Disqualification of Jharkhand CM
Polity & Governance
2nd Sep, 2022
Election Commission (EC) had issued a notice to Hemant Soren for prima-facie violation of Section 9A of the Representation of People’s Act and consequently recommended the disqualification as a member of the State Legislative Assembly.
- Under Section 9A of the Representation of the People Act, 1951, the CM could face disqualification for entering into a government contract.
- The Constitution of India does not define the Office of Profit. It has only mentioned it under Article 102 (1) and Article 191 (1).
- EC recommended disqualification from the state Assembly in the mining lease case.
What is the significance of disqualification under “Office of Profit”?
- MPs and MLAs, as members of the legislature, hold the government accountable for its work.
- The essence of disqualification is if legislators hold an ‘office of profit’ under the government, they might be susceptible to government influence, and may not discharge their constitutional mandate fairly.
- The intent is that there should be no conflict between the duties and interests of an elected member.
- Hence, the office of profit law simply seeks to enforce a basic feature of the Constitution- the principle of separation of power between the legislature and the executive.
Provisions for Office of Profit
- Legislators can face disqualification for holding other positions, which bring them, financial or other benefits.

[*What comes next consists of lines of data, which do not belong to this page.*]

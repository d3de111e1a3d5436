use std::{future::Future, net::SocketAddr, sync::Arc};

use axum::Router;
use configs::{AppConfig, ServerConfig};
use tokio::net::TcpListener;
use tower_http::cors::CorsLayer;
use tracing::{info, warn};

use service::generation::{DalleClient, GenerationService, StableDiffusionClient};
use service::items::{ItemRepository, MongoItemRepository};

use crate::errors::StartupError;
use crate::routes;
use crate::state::ServerState;

fn build_cors() -> CorsLayer {
    CorsLayer::very_permissive()
}

fn load_bind_addr(server: &ServerConfig) -> anyhow::Result<SocketAddr> {
    Ok(format!("{}:{}", server.host, server.port).parse()?)
}

fn warn_missing_keys(cfg: &AppConfig) {
    if !cfg.openai.has_api_key() {
        warn!(section = "openai", "api key not configured; /dalle requests will be rejected upstream");
    }
    if !cfg.stable_diffusion.has_api_key() {
        warn!(section = "stable_diffusion", "api key not configured; /sd requests will be rejected upstream");
    }
}

/// Wire the generation clients around an item repository.
pub fn build_state(cfg: &AppConfig, items: Arc<dyn ItemRepository>) -> anyhow::Result<ServerState> {
    let dalle = DalleClient::new(&cfg.openai)?;
    let stable_diffusion = StableDiffusionClient::new(&cfg.stable_diffusion)?;
    let generation = GenerationService::new(Arc::clone(&items), dalle, stable_diffusion);
    Ok(ServerState::new(items, generation))
}

/// Router with the default middleware stack.
pub fn build_app(state: ServerState) -> Router {
    routes::build_router(state, build_cors())
}

/// Resolves on Ctrl+C, or SIGTERM on unix.
pub async fn shutdown_signal() {
    let ctrl_c = async {
        if let Err(e) = tokio::signal::ctrl_c().await {
            warn!(error = %e, "cannot listen for Ctrl+C");
            std::future::pending::<()>().await;
        }
    };

    #[cfg(unix)]
    let terminate = async {
        match tokio::signal::unix::signal(tokio::signal::unix::SignalKind::terminate()) {
            Ok(mut sig) => {
                sig.recv().await;
            }
            Err(e) => {
                warn!(error = %e, "cannot listen for SIGTERM");
                std::future::pending::<()>().await;
            }
        }
    };

    #[cfg(not(unix))]
    let terminate = std::future::pending::<()>();

    tokio::select! {
        _ = ctrl_c => {},
        _ = terminate => {},
    }
    info!(event = "shutdown_signal", "shutdown signal received, draining connections");
}

/// Connect to MongoDB, serve until `shutdown` resolves, then close the client.
pub async fn run_with_config<F>(cfg: AppConfig, shutdown: F) -> anyhow::Result<()>
where
    F: Future<Output = ()> + Send + 'static,
{
    warn_missing_keys(&cfg);

    let client = models::db::connect(&cfg.database)
        .await
        .map_err(|e| StartupError::Database(format!("{e:#}")))?;
    let items: Arc<dyn ItemRepository> =
        Arc::new(MongoItemRepository::new(models::db::collection(&client, &cfg.database)));

    let app = build_app(build_state(&cfg, items)?);

    let addr = load_bind_addr(&cfg.server)?;
    let listener = TcpListener::bind(addr).await?;
    info!(%addr, "CRUD server running");
    axum::serve(listener, app).with_graceful_shutdown(shutdown).await?;

    client.shutdown().await;
    info!("mongodb client closed");
    Ok(())
}
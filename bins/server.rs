use common::utils::logging::{init_logging, LogFormat};
use dotenvy::dotenv;
use tracing::{error, info};
use uuid::Uuid;

fn main() -> std::process::ExitCode {
    // .env first so RUST_LOG and friends are visible to both config and logging
    dotenv().ok();

    let cfg = configs::AppConfig::load_and_validate();
    let format = cfg
        .as_ref()
        .map(|c| LogFormat::parse(&c.server.log_format))
        .unwrap_or_default();
    init_logging(format);
    info!(service = "server", event = "logger_init", "tracing subscriber initialized");

    let cfg = match cfg {
        Ok(cfg) => cfg,
        Err(e) => {
            error!(service = "server", event = "config_invalid", error = %e, "invalid configuration");
            return std::process::ExitCode::FAILURE;
        }
    };

    let service_id = Uuid::new_v4();
    let pid = std::process::id();
    let version = env!("CARGO_PKG_VERSION");

    std::panic::set_hook(Box::new(move |info| {
        error!(
            service = "server",
            event = "panic",
            %service_id,
            pid,
            message = %info,
            "unhandled panic occurred"
        );
    }));

    let worker_threads = cfg.server.worker_threads;
    let mut builder = tokio::runtime::Builder::new_multi_thread();
    builder.enable_all();
    if let Some(w) = worker_threads { builder.worker_threads(w); }

    let rt = match builder.build() {
        Ok(rt) => rt,
        Err(e) => {
            error!(service = "server", event = "runtime_build_failed", error = %e, "failed to build tokio runtime");
            return std::process::ExitCode::FAILURE;
        }
    };

    info!(
        service = "server",
        event = "start",
        %service_id,
        pid,
        version,
        port = cfg.server.port,
        threads = worker_threads.unwrap_or_default(),
        "server service starting"
    );

    rt.block_on(async move {
        match server::run_with_config(cfg, server::shutdown_signal()).await {
            Ok(()) => {
                info!(service = "server", event = "stop", %service_id, pid, "server stopped normally");
                std::process::ExitCode::SUCCESS
            }
            Err(e) => {
                error!(service = "server", event = "run_failed", error = %e, "server exited with error");
                std::process::ExitCode::FAILURE
            }
        }
    })
}
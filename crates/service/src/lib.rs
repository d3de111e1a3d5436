//! Service layer: item persistence and the image generation relay flows.
//! - `items` hides the document store behind a repository trait.
//! - `generation` wraps the two third-party image APIs.

pub mod errors;
pub mod generation;
pub mod items;
#[cfg(any(test, feature = "test-support"))]
pub mod test_support;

- Under the provisions of Article 102 (1) and Article 191 (1) of the Constitution, an MP or an MLA (or an MLC) is barred from holding any office of profit under the Central or State government.
Who has the authority to disqualify?
- The President and the Governor have the authority to disqualify an MP, MLA, or MLC, with or without recommendations by the Election commission.
Can exemptions be granted under the law?
- In the recent past, several state legislatures have enacted laws exempting certain offices from the purview of office of profit in addition to the existing provisions laid under Articles 102 and 191.
- Parliament has also enacted the Parliament (Prevention of Disqualification) Act, 1959, which has been amended several times to expand the exempted list.
In the case of appointing parliamentary secretaries:
- Calcutta High Court judgment in 2015 held that since the position may confer the rank of a junior minister on the legislator, the appointment of MLAs as parliamentary secretaries was an attempt by state governments to bypass the constitutional ceiling on the number of ministers.
- In 2009, the Bombay High Court also held that appointing parliamentary secretaries of the rank and status of a Cabinet Minister is in violation of Article 164 (1)of the Constitution.
- The Article specifies that the number of ministers including the Chief Minister should not exceed 15% of the total number of members in the assembly.
- In 2009, such appointments were held unconstitutional in Goa, and in 2005 in Himachal Pradesh.
A provision requiring such a disqualification is needed to protect the democratic fabric of the country from being corrupted by executive patronage. It also secures the independence of members of parliament from the influence of the government.